**EXERCISE REQUIREMENTS**
Work through the data and say how many lines contain "High". The number alone is the answer.

--- INPUT Enclosed Below ---

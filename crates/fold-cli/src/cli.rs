use clap::{Args, Parser, Subcommand};
use hydrofold::core::forcefield::params::{SolventMode, StructureBias};
use hydrofold::engine::config::Preset;
use std::path::PathBuf;

const HELP_TEMPLATE: &str = "\
{before-help}{name} {version}
{author-with-newline}{about-with-newline}
{usage-heading} {usage}

{all-args}{after-help}
";

#[derive(Parser, Debug)]
#[command(
    author = "Mikkel Aarup",
    version,
    about = "hydrofold CLI - A command-line interface for hydrofold, a hydropathy-driven 2D chain-folding simulator.",
    help_template = HELP_TEMPLATE,
)]
#[command(propagate_version = true)]
pub struct Cli {
    #[command(subcommand)]
    pub command: Commands,

    /// Increase verbosity level (-v for INFO, -vv for DEBUG, -vvv for TRACE)
    #[arg(short, long, action = clap::ArgAction::Count, global = true)]
    pub verbose: u8,

    /// Suppress all log output except for errors
    #[arg(short, long, global = true, conflicts_with = "verbose")]
    pub quiet: bool,

    /// Write logs to a specified file in addition to the console output
    #[arg(long, global = true, value_name = "PATH")]
    pub log_file: Option<PathBuf>,
}

#[derive(Subcommand, Debug)]
pub enum Commands {
    /// Run a headless folding simulation and print an energy summary.
    Run(RunArgs),
    /// Parse a residue sequence and show its composition without simulating.
    Sequence(SequenceArgs),
}

/// Arguments for the `run` subcommand.
#[derive(Args, Debug)]
pub struct RunArgs {
    /// Number of frames to simulate.
    #[arg(short, long, default_value_t = 1000, value_name = "INT")]
    pub frames: u64,

    /// Fixed timestep per frame in milliseconds.
    #[arg(long, default_value_t = 16.67, value_name = "MS")]
    pub dt: f64,

    /// Logical canvas width in pixels.
    #[arg(long, default_value_t = 800.0, value_name = "PX")]
    pub width: f64,

    /// Logical canvas height in pixels.
    #[arg(long, default_value_t = 500.0, value_name = "PX")]
    pub height: f64,

    /// RNG seed for a reproducible run. Entropy-seeded when omitted.
    #[arg(long, value_name = "INT")]
    pub seed: Option<u64>,

    // --- Sequence Selection ---
    /// Residue sequence to fold; characters outside the one-letter
    /// amino-acid alphabet are dropped.
    #[arg(short = 'S', long, value_name = "RESIDUES", conflicts_with = "preset")]
    pub sequence: Option<String>,

    /// Load a named preset ('core' or 'helix') instead of a sequence.
    #[arg(short, long, value_name = "NAME")]
    pub preset: Option<Preset>,

    /// Length of the initial random sequence when neither --sequence nor
    /// --preset is given.
    #[arg(short = 'n', long, default_value_t = 30, value_name = "INT")]
    pub length: usize,

    // --- Environment Controls ---
    /// Solvent regime ('water', 'membrane', or 'intermediate').
    #[arg(long, default_value = "water", value_name = "MODE")]
    pub solvent: SolventMode,

    /// Secondary-structure bias ('none', 'helix', or 'sheet').
    #[arg(long, default_value = "none", value_name = "BIAS")]
    pub bias: StructureBias,

    /// Override the temperature from the parameter file, in [0, 1].
    #[arg(short, long, value_name = "FLOAT")]
    pub temperature: Option<f64>,

    /// Override the speed multiplier from the parameter file.
    #[arg(long, value_name = "FLOAT")]
    pub speed: Option<f64>,

    /// Path to a TOML simulation parameter file.
    #[arg(short = 'c', long, value_name = "PATH")]
    pub params: Option<PathBuf>,

    // --- Output ---
    /// Write the retained energy trace to a CSV file after the run.
    #[arg(long, value_name = "PATH")]
    pub export_trace: Option<PathBuf>,
}

/// Arguments for the `sequence` subcommand.
#[derive(Args, Debug)]
pub struct SequenceArgs {
    /// Sequence string to parse and inspect.
    #[arg(value_name = "RESIDUES", required_unless_present = "random")]
    pub sequence: Option<String>,

    /// Draw a random sequence of this length instead of parsing one.
    #[arg(long, value_name = "INT", conflicts_with = "sequence")]
    pub random: Option<usize>,

    /// RNG seed used with --random.
    #[arg(long, value_name = "INT")]
    pub seed: Option<u64>,
}
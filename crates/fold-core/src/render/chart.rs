use super::scene::{BACKGROUND, HYDROPHOBIC, POLAR};
use super::surface::{Color, DrawSurface};
use crate::engine::energy::EnergyTracker;
use crate::engine::trace::EnergyTrace;
use nalgebra::Point2;

/// Display clamp of the strip chart, mapped onto the full chart height.
const CHART_MIN: f64 = -50.0;
const CHART_MAX: f64 = 150.0;

/// Draws the scrolling energy strip chart: one sample per pixel column,
/// oldest on the left, clipped to the display range.
pub fn draw_chart(trace: &EnergyTrace, surface: &mut impl DrawSurface) {
    let height = surface.height();
    surface.clear();
    surface.fill_rect(0.0, 0.0, surface.width(), height, BACKGROUND);
    if trace.len() < 2 {
        return;
    }
    let span = CHART_MAX - CHART_MIN;
    let points: Vec<Point2<f64>> = trace
        .iter()
        .enumerate()
        .map(|(i, sample)| {
            let clamped = sample.clamp(CHART_MIN, CHART_MAX);
            let y = height - ((clamped - CHART_MIN) / span) * height;
            Point2::new(i as f64, y)
        })
        .collect();
    surface.stroke_path(&points, 1.5, POLAR);
}

/// Draws the vertical energy gauge: fill height follows the normalized fill
/// fraction, with a color shift from the unstable to the stable end of the
/// palette. Skipped entirely while no finite energy sample exists.
pub fn draw_gauge(tracker: &EnergyTracker, surface: &mut impl DrawSurface) {
    let width = surface.width();
    let height = surface.height();
    surface.clear();
    surface.fill_rect(0.0, 0.0, width, height, BACKGROUND);
    let Some(pct) = tracker.gauge_fill() else {
        return;
    };
    let fill_height = height * pct / 100.0;
    let t = (pct - 2.0) / 96.0;
    let color = gauge_color(t);
    surface.fill_rect(0.0, height - fill_height, width, fill_height, color);
}

/// Color of the gauge fill for a stability parameter in [0, 1].
fn gauge_color(t: f64) -> Color {
    HYDROPHOBIC.lerp(POLAR, t)
}

#[cfg(test)]
mod tests {
    use super::*;
    use crate::render::surface::{DrawCommand, RecordingSurface};

    fn filled_trace(samples: &[f64]) -> EnergyTrace {
        let mut trace = EnergyTrace::new(64);
        for &s in samples {
            trace.push(s);
        }
        trace
    }

    #[test]
    fn chart_draws_one_point_per_sample() {
        let trace = filled_trace(&[0.0, 10.0, 20.0, 30.0]);
        let mut surface = RecordingSurface::new(64.0, 80.0);
        draw_chart(&trace, &mut surface);
        let path = surface
            .commands
            .iter()
            .find_map(|c| match c {
                DrawCommand::StrokePath { points, .. } => Some(points.clone()),
                _ => None,
            })
            .expect("chart should stroke a path");
        assert_eq!(path.len(), 4);
        assert_eq!(path[3].x, 3.0);
    }

    #[test]
    fn chart_skips_the_path_for_fewer_than_two_samples() {
        let trace = filled_trace(&[5.0]);
        let mut surface = RecordingSurface::new(64.0, 80.0);
        draw_chart(&trace, &mut surface);
        assert_eq!(surface.count(|c| matches!(c, DrawCommand::StrokePath { .. })), 0);
    }

    #[test]
    fn chart_clamps_samples_to_the_display_range() {
        let trace = filled_trace(&[-500.0, 500.0]);
        let mut surface = RecordingSurface::new(64.0, 80.0);
        draw_chart(&trace, &mut surface);
        let points = surface
            .commands
            .iter()
            .find_map(|c| match c {
                DrawCommand::StrokePath { points, .. } => Some(points.clone()),
                _ => None,
            })
            .unwrap();
        // -500 clamps to the bottom edge, +500 to the top.
        assert_eq!(points[0].y, 80.0);
        assert_eq!(points[1].y, 0.0);
    }

    #[test]
    fn chart_maps_the_range_midpoint_to_mid_height() {
        let trace = filled_trace(&[50.0, 50.0]);
        let mut surface = RecordingSurface::new(64.0, 80.0);
        draw_chart(&trace, &mut surface);
        let points = surface
            .commands
            .iter()
            .find_map(|c| match c {
                DrawCommand::StrokePath { points, .. } => Some(points.clone()),
                _ => None,
            })
            .unwrap();
        assert_eq!(points[0].y, 40.0);
    }

    #[test]
    fn gauge_is_empty_before_any_finite_sample() {
        let tracker = EnergyTracker::new();
        let mut surface = RecordingSurface::new(20.0, 100.0);
        draw_gauge(&tracker, &mut surface);
        // Clear plus background only, no fill bar.
        assert_eq!(surface.count(|c| matches!(c, DrawCommand::FillRect { .. })), 1);
    }

    #[test]
    fn gauge_fill_height_follows_the_normalized_fraction() {
        let mut tracker = EnergyTracker::new();
        tracker.record(0.0);
        tracker.record(100.0);
        tracker.record(50.0); // exactly mid-window: 50% fill
        let mut surface = RecordingSurface::new(20.0, 100.0);
        draw_gauge(&tracker, &mut surface);
        let bar = surface
            .commands
            .iter()
            .filter_map(|c| match c {
                DrawCommand::FillRect { y, height, color, .. } => Some((*y, *height, *color)),
                _ => None,
            })
            .nth(1)
            .expect("gauge should draw a fill bar");
        assert_eq!(bar.1, 50.0);
        assert_eq!(bar.0, 50.0);
        assert_eq!(bar.2, gauge_color(0.5));
    }

    #[test]
    fn gauge_color_shifts_from_unstable_to_stable_palette_ends() {
        assert_eq!(gauge_color(0.0), HYDROPHOBIC);
        assert_eq!(gauge_color(1.0), POLAR);
    }
}
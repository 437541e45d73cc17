use crate::core::forcefield::params::{SimulationParams, SolventMode, StructureBias};
use crate::core::models::sequence::MIN_RESIDUES;
use crate::engine::integrator::HARD_INSET;
use std::fmt;
use thiserror::Error;

#[derive(Debug, Error, PartialEq)]
pub enum ConfigError {
    #[error("invalid canvas dimensions {width}x{height}; each must exceed {min}", min = 2.0 * HARD_INSET)]
    InvalidDimensions { width: f64, height: f64 },

    #[error("initial sequence length {requested} is below the minimum of {MIN_RESIDUES}")]
    SequenceTooShort { requested: usize },

    #[error("chart width must be nonzero")]
    EmptyChart,
}

/// Whether the frame loop advances physics or only refreshes the display.
#[derive(Debug, Clone, Copy, PartialEq, Eq)]
pub enum RunState {
    Running,
    Paused,
}

impl RunState {
    pub fn toggled(self) -> Self {
        match self {
            RunState::Running => RunState::Paused,
            RunState::Paused => RunState::Running,
        }
    }
}

/// Labeled band of the [0, 1] temperature slider.
#[derive(Debug, Clone, Copy, PartialEq, Eq)]
pub enum TemperatureBand {
    Low,
    Medium,
    High,
}

impl TemperatureBand {
    pub fn of(value: f64) -> Self {
        if value < 0.34 {
            TemperatureBand::Low
        } else if value > 0.67 {
            TemperatureBand::High
        } else {
            TemperatureBand::Medium
        }
    }
}

impl fmt::Display for TemperatureBand {
    fn fmt(&self, f: &mut fmt::Formatter<'_>) -> fmt::Result {
        write!(
            f,
            "{}",
            match self {
                TemperatureBand::Low => "Low",
                TemperatureBand::Medium => "Medium",
                TemperatureBand::High => "High",
            }
        )
    }
}

/// Named sequence presets of the control surface.
#[derive(Debug, Clone, Copy, PartialEq, Eq)]
pub enum Preset {
    /// A hydrophobic cluster flanked by charged residues.
    Core,
    /// An amphipathic-like alternation that also forces the helix bias.
    Helix,
}

impl Preset {
    pub fn sequence(self) -> &'static str {
        match self {
            Preset::Core => "KKSSRRVILFWYAVILMFDDDEEE",
            Preset::Helix => "AKLAKLAKLAKLAKLAKLA",
        }
    }

    /// The bias the preset forces, if any.
    pub fn forced_bias(self) -> Option<StructureBias> {
        match self {
            Preset::Core => None,
            Preset::Helix => Some(StructureBias::Helix),
        }
    }
}

#[derive(Debug, Error, PartialEq, Eq)]
#[error("unknown preset '{0}', expected core or helix")]
pub struct ParsePresetError(pub String);

impl std::str::FromStr for Preset {
    type Err = ParsePresetError;
    fn from_str(s: &str) -> Result<Self, Self::Err> {
        match s.to_lowercase().as_str() {
            "core" => Ok(Preset::Core),
            "helix" => Ok(Preset::Helix),
            other => Err(ParsePresetError(other.to_string())),
        }
    }
}

/// Boolean display options of the presentation layer.
#[derive(Debug, Clone, Copy, PartialEq, Eq, Default)]
pub struct DisplayToggles {
    /// Draw hydrogen-bond-style register edges.
    pub hydrogen_bonds: bool,
    /// Record and draw per-residue motion trails.
    pub trails: bool,
    /// Draw the hydrophobic-core reference ring.
    pub core_ring: bool,
    /// Allow residues to be picked up and dragged.
    pub drag: bool,
}

/// Validated construction-time configuration of a [`crate::engine::state::Simulation`].
#[derive(Debug, Clone, PartialEq)]
pub struct SimulationConfig {
    pub width: f64,
    pub height: f64,
    pub params: SimulationParams,
    pub solvent: SolventMode,
    pub bias: StructureBias,
    pub display: DisplayToggles,
    /// RNG seed; drawn from entropy when absent.
    pub seed: Option<u64>,
    /// Length of the initial random sequence.
    pub sequence_length: usize,
    /// Capacity of the energy trace, one sample per chart pixel column.
    pub chart_width: usize,
}

#[derive(Debug, Clone)]
pub struct SimulationConfigBuilder {
    width: f64,
    height: f64,
    params: SimulationParams,
    solvent: SolventMode,
    bias: StructureBias,
    display: DisplayToggles,
    seed: Option<u64>,
    sequence_length: usize,
    chart_width: usize,
}

impl Default for SimulationConfigBuilder {
    fn default() -> Self {
        Self {
            width: 800.0,
            height: 500.0,
            params: SimulationParams::default(),
            solvent: SolventMode::Water,
            bias: StructureBias::None,
            display: DisplayToggles::default(),
            seed: None,
            sequence_length: 30,
            chart_width: 640,
        }
    }
}

impl SimulationConfigBuilder {
    pub fn new() -> Self {
        Self::default()
    }

    pub fn dimensions(mut self, width: f64, height: f64) -> Self {
        self.width = width;
        self.height = height;
        self
    }

    pub fn params(mut self, params: SimulationParams) -> Self {
        self.params = params;
        self
    }

    pub fn solvent(mut self, solvent: SolventMode) -> Self {
        self.solvent = solvent;
        self
    }

    pub fn bias(mut self, bias: StructureBias) -> Self {
        self.bias = bias;
        self
    }

    pub fn display(mut self, display: DisplayToggles) -> Self {
        self.display = display;
        self
    }

    pub fn seed(mut self, seed: u64) -> Self {
        self.seed = Some(seed);
        self
    }

    pub fn sequence_length(mut self, n: usize) -> Self {
        self.sequence_length = n;
        self
    }

    pub fn chart_width(mut self, columns: usize) -> Self {
        self.chart_width = columns;
        self
    }

    pub fn build(self) -> Result<SimulationConfig, ConfigError> {
        if !(self.width.is_finite() && self.height.is_finite())
            || self.width <= 2.0 * HARD_INSET
            || self.height <= 2.0 * HARD_INSET
        {
            return Err(ConfigError::InvalidDimensions {
                width: self.width,
                height: self.height,
            });
        }
        if self.sequence_length < MIN_RESIDUES {
            return Err(ConfigError::SequenceTooShort {
                requested: self.sequence_length,
            });
        }
        if self.chart_width == 0 {
            return Err(ConfigError::EmptyChart);
        }
        Ok(SimulationConfig {
            width: self.width,
            height: self.height,
            params: self.params,
            solvent: self.solvent,
            bias: self.bias,
            display: self.display,
            seed: self.seed,
            sequence_length: self.sequence_length,
            chart_width: self.chart_width,
        })
    }
}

--- End of Enclosed INPUT ---

**THE ANSWER**
3